[Collected data]
---

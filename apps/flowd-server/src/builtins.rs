//! Assembles the closed set of built-in module types, trigger kinds and
//! workflow handlers the engine builds from.

use std::sync::Arc;

use flowkit::{EngineOptions, ModuleFactory, TriggerFactory, WorkflowHandler};
use flowkit_bootstrap::LogBuffer;

/// Every built-in module type tag, keyed for the factory.
pub fn module_factory(log_buffer: LogBuffer) -> ModuleFactory {
    let mut factory = ModuleFactory::new();
    http_gateway::register_module_types(&mut factory);
    http_gateway::register_log_collector(&mut factory, log_buffer);
    auth::register_module_types(&mut factory);
    messaging::register_module_types(&mut factory);
    scheduler::register_module_types(&mut factory);
    state_machine::register_module_types(&mut factory);
    persistence::register_module_types(&mut factory);
    dynamic_component::register_module_types(&mut factory);
    factory
}

pub fn trigger_factory() -> TriggerFactory {
    let mut triggers = TriggerFactory::new();
    http_gateway::register_trigger_kinds(&mut triggers);
    messaging::register_trigger_kinds(&mut triggers);
    scheduler::register_trigger_kinds(&mut triggers);
    triggers
}

/// One handler per workflow kind, in claim order.
pub fn workflow_handlers() -> Vec<Arc<dyn WorkflowHandler>> {
    vec![
        Arc::new(http_gateway::HttpWorkflowHandler::new()),
        Arc::new(messaging::MessagingWorkflowHandler::new()),
        Arc::new(state_machine::StateMachineWorkflowHandler::new()),
        Arc::new(scheduler::SchedulerWorkflowHandler::new()),
        Arc::new(pipeline::PipelineWorkflowHandler::new()),
        Arc::new(pipeline::IntegrationWorkflowHandler::new()),
        Arc::new(dynamic_component::EventWorkflowHandler::new()),
    ]
}

/// Full engine options for a workflow document at `base_dir`.
pub fn engine_options(
    log_buffer: LogBuffer,
    base_dir: std::path::PathBuf,
    cancel: tokio_util::sync::CancellationToken,
) -> EngineOptions {
    EngineOptions {
        factory: module_factory(log_buffer),
        triggers: trigger_factory(),
        handlers: workflow_handlers(),
        base_dir,
        cancel,
    }
}
use std::collections::HashMap;

use async_trait::async_trait;
use parking_lot::RwLock;

use flowkit::JsonMap;

use crate::instance::{InstanceSnapshot, TransitionRecord};

/// Persistence adapter for workflow instances. Attached stores get a
/// write-through on every successful transition; persistence is advisory —
/// the in-memory instance is authoritative.
#[async_trait]
pub trait InstanceStore: Send + Sync {
    async fn save(&self, instance: &InstanceSnapshot) -> anyhow::Result<()>;

    async fn load(&self, id: &str) -> anyhow::Result<Option<InstanceSnapshot>>;

    /// Instance ids, optionally filtered by definition name.
    async fn list(&self, definition: Option<&str>) -> anyhow::Result<Vec<String>>;

    /// Optional transition log write; default is a no-op.
    async fn record_transition(
        &self,
        _instance_id: &str,
        _record: &TransitionRecord,
        _payload: &JsonMap,
    ) -> anyhow::Result<()> {
        Ok(())
    }
}

/// In-memory store, useful for tests and single-run deployments.
#[derive(Default)]
pub struct MemoryInstanceStore {
    instances: RwLock<HashMap<String, InstanceSnapshot>>,
}

impl MemoryInstanceStore {
    pub fn new() -> Self {
        Self::default()
    }
}

#[async_trait]
impl InstanceStore for MemoryInstanceStore {
    async fn save(&self, instance: &InstanceSnapshot) -> anyhow::Result<()> {
        self.instances
            .write()
            .insert(instance.id.clone(), instance.clone());
        Ok(())
    }

    async fn load(&self, id: &str) -> anyhow::Result<Option<InstanceSnapshot>> {
        Ok(self.instances.read().get(id).cloned())
    }

    async fn list(&self, definition: Option<&str>) -> anyhow::Result<Vec<String>> {
        let mut ids: Vec<String> = self
            .instances
            .read()
            .values()
            .filter(|i| definition.is_none_or(|d| i.definition == d))
            .map(|i| i.id.clone())
            .collect();
        ids.sort();
        Ok(ids)
    }
}

#[cfg(test)]
mod tests {
    use super::*;

    #[tokio::test]
    async fn save_load_list_round_trip() {
        let store = MemoryInstanceStore::new();
        let inst = InstanceSnapshot::new("i-1", "order", "new", JsonMap::new());
        store.save(&inst).await.unwrap();

        let loaded = store.load("i-1").await.unwrap().unwrap();
        assert_eq!(loaded.state, "new");

        assert_eq!(store.list(None).await.unwrap(), vec!["i-1"]);
        assert_eq!(store.list(Some("order")).await.unwrap(), vec!["i-1"]);
        assert!(store.list(Some("other")).await.unwrap().is_empty());
    }
}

---

(DIRECTIONS FOR THIS TASK) The answer must consist of every line from the entries above that contains "cancel".

(WRITTEN RESPONSE)
    cancel: tokio_util::sync::CancellationToken,
        cancel,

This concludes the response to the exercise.